┏━━

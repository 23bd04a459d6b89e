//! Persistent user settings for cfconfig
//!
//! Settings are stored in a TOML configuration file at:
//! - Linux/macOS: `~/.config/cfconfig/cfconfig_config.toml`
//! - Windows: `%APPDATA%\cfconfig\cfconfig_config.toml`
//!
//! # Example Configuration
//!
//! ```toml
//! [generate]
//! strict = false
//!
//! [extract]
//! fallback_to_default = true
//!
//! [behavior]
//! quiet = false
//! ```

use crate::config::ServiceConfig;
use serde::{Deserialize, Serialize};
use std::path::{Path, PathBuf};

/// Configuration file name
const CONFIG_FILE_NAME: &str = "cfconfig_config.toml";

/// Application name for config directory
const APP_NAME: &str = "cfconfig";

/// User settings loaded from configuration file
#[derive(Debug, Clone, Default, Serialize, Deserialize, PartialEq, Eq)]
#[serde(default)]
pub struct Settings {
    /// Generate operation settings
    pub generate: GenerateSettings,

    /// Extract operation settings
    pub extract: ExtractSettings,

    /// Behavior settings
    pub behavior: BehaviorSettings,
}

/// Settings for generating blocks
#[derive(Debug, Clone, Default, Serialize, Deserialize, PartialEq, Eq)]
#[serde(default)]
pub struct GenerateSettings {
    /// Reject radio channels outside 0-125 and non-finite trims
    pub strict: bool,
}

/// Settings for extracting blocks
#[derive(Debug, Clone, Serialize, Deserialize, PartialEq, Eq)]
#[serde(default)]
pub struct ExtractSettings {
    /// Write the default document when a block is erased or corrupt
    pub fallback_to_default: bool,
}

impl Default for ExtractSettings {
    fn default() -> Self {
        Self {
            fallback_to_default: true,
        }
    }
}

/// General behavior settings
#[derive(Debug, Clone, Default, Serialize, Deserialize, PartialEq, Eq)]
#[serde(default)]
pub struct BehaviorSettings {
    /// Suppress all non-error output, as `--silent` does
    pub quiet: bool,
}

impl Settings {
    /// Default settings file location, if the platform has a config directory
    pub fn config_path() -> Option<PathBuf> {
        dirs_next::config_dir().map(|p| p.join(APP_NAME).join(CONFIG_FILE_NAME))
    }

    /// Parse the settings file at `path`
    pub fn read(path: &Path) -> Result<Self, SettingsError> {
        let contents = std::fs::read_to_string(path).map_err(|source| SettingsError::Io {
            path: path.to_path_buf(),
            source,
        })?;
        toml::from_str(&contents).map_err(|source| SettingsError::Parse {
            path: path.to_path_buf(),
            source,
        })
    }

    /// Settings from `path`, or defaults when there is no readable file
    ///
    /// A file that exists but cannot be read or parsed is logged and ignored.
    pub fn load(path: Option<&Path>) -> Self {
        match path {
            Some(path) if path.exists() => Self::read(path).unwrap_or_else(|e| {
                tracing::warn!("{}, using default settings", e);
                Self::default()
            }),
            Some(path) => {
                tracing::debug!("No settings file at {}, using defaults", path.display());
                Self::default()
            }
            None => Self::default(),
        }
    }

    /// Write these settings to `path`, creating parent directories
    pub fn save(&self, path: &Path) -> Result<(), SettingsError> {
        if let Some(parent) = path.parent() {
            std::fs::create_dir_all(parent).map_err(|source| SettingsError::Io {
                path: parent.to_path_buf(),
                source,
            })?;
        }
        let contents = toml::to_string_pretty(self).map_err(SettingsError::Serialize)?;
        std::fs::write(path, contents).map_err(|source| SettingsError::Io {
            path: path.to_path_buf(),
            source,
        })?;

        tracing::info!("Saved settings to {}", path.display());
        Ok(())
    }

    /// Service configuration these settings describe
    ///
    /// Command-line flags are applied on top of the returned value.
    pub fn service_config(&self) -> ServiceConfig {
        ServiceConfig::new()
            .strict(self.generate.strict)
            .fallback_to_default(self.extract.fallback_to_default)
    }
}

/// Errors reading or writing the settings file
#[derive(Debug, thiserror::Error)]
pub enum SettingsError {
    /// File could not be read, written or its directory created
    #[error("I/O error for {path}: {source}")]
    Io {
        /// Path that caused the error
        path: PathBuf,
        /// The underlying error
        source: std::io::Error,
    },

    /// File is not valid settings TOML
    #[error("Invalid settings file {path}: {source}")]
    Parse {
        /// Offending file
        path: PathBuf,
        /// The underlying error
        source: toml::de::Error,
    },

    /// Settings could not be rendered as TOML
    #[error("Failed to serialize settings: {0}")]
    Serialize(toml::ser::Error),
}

┗━━
┏━━

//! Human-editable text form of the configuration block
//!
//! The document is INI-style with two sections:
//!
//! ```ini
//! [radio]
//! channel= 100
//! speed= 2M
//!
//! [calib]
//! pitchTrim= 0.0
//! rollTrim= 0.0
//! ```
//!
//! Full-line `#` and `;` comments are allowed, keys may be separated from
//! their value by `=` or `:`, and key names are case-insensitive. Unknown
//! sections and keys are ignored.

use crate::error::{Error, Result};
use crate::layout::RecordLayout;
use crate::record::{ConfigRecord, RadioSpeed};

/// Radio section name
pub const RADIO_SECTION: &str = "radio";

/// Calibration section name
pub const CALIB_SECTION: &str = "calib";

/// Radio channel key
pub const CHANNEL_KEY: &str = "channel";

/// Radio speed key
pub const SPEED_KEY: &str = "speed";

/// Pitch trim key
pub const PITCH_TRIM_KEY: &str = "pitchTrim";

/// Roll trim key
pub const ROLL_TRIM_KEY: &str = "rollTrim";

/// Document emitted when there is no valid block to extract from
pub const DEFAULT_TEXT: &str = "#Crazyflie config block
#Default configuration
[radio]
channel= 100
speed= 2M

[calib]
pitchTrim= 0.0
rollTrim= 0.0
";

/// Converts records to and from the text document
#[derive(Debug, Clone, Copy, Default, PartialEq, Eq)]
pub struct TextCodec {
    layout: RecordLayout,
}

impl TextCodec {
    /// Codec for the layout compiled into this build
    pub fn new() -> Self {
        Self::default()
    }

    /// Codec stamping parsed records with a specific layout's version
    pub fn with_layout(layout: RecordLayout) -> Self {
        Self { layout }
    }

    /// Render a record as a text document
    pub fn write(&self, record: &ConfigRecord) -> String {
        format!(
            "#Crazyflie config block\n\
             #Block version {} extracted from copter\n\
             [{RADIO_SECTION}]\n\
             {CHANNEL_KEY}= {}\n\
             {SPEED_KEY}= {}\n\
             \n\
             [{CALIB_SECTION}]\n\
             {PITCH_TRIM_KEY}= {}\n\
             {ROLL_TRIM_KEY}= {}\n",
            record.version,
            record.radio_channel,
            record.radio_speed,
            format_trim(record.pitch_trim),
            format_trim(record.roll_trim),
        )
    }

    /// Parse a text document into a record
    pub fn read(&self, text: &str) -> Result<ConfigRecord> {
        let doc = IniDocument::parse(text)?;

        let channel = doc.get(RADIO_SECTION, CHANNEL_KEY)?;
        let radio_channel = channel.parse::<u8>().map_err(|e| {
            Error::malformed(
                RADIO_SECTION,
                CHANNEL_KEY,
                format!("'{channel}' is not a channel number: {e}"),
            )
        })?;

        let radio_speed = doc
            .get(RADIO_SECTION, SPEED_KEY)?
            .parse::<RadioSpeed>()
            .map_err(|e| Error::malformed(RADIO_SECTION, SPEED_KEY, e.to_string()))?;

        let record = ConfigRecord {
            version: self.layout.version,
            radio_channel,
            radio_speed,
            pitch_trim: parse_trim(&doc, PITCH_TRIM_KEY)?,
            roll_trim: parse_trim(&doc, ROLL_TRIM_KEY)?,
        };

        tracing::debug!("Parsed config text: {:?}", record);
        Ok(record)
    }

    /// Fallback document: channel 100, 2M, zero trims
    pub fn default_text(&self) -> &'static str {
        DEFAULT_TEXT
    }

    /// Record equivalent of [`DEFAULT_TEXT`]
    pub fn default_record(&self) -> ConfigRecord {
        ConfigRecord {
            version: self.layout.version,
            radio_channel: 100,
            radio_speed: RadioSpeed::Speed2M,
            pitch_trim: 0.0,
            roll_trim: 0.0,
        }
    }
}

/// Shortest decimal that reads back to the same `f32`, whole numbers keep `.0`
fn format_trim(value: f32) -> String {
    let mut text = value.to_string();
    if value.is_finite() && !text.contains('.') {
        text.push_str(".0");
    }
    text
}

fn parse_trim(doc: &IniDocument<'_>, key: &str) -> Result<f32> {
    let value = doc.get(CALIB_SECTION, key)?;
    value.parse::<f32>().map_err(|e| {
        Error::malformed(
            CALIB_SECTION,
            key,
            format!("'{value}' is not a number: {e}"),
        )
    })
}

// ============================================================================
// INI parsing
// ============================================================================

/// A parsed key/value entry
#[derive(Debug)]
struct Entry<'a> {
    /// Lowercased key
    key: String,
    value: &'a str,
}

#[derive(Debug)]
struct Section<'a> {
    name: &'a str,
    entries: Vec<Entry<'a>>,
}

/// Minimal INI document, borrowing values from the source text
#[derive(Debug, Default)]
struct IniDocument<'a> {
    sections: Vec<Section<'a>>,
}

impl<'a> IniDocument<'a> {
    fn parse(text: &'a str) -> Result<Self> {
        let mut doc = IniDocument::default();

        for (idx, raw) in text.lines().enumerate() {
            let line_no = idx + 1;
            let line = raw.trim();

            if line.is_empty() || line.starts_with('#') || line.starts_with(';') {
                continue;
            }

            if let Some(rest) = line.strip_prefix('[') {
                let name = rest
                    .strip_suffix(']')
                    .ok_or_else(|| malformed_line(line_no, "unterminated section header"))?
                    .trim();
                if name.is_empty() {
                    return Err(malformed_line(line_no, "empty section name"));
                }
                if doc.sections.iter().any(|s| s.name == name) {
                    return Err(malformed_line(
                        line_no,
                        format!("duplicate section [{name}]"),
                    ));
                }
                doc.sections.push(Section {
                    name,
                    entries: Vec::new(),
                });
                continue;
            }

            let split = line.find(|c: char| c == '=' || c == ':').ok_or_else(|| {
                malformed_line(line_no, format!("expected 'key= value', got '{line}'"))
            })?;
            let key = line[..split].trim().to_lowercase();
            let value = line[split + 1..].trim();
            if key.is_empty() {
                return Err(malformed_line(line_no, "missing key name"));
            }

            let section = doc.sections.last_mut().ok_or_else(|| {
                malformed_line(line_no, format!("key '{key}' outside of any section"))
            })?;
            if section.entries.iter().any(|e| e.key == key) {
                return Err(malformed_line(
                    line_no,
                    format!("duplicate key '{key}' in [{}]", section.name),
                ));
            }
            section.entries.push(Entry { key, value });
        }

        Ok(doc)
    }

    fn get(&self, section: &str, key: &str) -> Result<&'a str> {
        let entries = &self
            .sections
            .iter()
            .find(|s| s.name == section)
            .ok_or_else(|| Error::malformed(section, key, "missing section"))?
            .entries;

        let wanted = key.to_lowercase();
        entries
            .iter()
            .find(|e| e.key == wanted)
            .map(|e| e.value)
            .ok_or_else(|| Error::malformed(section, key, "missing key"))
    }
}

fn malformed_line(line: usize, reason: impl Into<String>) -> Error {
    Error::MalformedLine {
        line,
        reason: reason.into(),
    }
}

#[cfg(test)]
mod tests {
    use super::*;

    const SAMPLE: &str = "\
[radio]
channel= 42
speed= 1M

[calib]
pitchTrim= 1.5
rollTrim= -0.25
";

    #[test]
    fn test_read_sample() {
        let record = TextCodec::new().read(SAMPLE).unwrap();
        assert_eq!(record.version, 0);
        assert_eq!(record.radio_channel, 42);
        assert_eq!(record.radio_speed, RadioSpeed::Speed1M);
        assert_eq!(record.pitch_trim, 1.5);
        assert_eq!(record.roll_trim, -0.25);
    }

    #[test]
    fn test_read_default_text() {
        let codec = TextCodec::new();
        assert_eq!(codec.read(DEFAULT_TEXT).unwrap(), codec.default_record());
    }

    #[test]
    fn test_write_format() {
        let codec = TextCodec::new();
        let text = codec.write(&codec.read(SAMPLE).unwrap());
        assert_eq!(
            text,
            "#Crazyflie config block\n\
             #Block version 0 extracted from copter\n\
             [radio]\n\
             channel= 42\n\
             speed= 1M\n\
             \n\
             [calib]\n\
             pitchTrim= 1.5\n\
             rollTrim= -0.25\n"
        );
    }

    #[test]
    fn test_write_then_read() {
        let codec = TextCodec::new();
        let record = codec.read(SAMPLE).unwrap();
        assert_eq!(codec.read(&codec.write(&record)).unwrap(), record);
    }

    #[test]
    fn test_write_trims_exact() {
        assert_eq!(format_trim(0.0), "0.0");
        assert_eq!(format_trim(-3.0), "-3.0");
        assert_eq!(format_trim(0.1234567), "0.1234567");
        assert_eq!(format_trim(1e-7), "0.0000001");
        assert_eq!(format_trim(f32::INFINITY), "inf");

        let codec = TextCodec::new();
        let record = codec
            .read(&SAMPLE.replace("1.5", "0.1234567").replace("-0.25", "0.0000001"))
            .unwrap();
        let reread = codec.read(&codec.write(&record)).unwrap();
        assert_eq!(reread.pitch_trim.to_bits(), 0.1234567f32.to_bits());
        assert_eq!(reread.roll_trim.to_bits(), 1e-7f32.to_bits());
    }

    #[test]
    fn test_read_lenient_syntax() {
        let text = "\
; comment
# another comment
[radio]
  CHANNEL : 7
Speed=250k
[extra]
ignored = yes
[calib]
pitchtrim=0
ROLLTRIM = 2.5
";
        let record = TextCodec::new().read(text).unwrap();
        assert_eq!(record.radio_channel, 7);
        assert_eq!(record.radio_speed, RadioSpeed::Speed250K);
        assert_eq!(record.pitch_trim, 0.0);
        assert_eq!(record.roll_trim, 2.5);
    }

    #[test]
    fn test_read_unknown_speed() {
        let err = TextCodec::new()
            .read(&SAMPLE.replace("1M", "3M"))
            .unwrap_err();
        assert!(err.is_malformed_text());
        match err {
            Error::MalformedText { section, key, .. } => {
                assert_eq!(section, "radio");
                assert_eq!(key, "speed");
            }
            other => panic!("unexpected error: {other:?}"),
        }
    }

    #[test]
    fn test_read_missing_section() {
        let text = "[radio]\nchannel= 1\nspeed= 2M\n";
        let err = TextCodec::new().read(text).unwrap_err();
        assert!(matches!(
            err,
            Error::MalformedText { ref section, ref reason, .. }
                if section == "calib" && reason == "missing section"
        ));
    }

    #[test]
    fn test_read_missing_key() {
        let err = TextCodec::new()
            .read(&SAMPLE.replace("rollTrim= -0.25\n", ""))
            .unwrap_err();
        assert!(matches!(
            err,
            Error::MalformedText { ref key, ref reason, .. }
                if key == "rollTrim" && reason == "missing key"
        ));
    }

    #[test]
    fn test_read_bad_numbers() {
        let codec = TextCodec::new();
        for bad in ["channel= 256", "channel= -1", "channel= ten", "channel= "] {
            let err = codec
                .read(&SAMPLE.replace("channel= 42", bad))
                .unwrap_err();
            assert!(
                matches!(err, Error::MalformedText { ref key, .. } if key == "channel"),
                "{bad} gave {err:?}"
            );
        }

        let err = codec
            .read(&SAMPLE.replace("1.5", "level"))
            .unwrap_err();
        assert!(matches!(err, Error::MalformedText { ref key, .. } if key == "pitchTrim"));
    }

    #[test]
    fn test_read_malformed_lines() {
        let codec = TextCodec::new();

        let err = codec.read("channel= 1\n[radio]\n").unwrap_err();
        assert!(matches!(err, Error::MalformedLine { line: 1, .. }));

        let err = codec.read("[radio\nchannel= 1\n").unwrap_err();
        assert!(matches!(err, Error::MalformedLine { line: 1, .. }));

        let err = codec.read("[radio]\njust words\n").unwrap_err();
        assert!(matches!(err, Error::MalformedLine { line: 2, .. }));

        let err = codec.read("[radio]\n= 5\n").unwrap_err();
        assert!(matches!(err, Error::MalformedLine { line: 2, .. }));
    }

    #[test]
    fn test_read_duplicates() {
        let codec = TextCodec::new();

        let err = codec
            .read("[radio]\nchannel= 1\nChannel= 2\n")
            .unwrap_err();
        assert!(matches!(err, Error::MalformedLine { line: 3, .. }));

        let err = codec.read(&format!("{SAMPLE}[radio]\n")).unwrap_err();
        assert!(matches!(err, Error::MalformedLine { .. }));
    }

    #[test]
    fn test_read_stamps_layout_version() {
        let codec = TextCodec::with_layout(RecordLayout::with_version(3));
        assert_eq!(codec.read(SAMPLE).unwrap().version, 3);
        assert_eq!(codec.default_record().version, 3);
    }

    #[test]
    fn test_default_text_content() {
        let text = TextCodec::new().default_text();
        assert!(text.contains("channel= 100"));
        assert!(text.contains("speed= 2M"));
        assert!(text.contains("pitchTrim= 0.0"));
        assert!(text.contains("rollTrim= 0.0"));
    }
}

┗━━

## Aim of the exercise
Among the records above, repeat exactly the line with "repository 23bd04a459d6b89e", the line with "Suppress all non-error", and every line in between, and only those.

## Worked solution
repository 23bd04a459d6b89e
//! Persistent user settings for cfconfig
//!
//! Settings are stored in a TOML configuration file at:
//! - Linux/macOS: `~/.config/cfconfig/cfconfig_config.toml`
//! - Windows: `%APPDATA%\cfconfig\cfconfig_config.toml`
//!
//! # Example Configuration
//!
//! ```toml
//! [generate]
//! strict = false
//!
//! [extract]
//! fallback_to_default = true
//!
//! [behavior]
//! quiet = false
//! ```

use crate::config::ServiceConfig;
use serde::{Deserialize, Serialize};
use std::path::{Path, PathBuf};

/// Configuration file name
const CONFIG_FILE_NAME: &str = "cfconfig_config.toml";

/// Application name for config directory
const APP_NAME: &str = "cfconfig";

/// User settings loaded from configuration file
#[derive(Debug, Clone, Default, Serialize, Deserialize, PartialEq, Eq)]
#[serde(default)]
pub struct Settings {
    /// Generate operation settings
    pub generate: GenerateSettings,

    /// Extract operation settings
    pub extract: ExtractSettings,

    /// Behavior settings
    pub behavior: BehaviorSettings,
}

/// Settings for generating blocks
#[derive(Debug, Clone, Default, Serialize, Deserialize, PartialEq, Eq)]
#[serde(default)]
pub struct GenerateSettings {
    /// Reject radio channels outside 0-125 and non-finite trims
    pub strict: bool,
}

/// Settings for extracting blocks
#[derive(Debug, Clone, Serialize, Deserialize, PartialEq, Eq)]
#[serde(default)]
pub struct ExtractSettings {
    /// Write the default document when a block is erased or corrupt
    pub fallback_to_default: bool,
}

impl Default for ExtractSettings {
    fn default() -> Self {
        Self {
            fallback_to_default: true,
        }
    }
}

/// General behavior settings
#[derive(Debug, Clone, Default, Serialize, Deserialize, PartialEq, Eq)]
#[serde(default)]
pub struct BehaviorSettings {
    /// Suppress all non-error output, as `--silent` does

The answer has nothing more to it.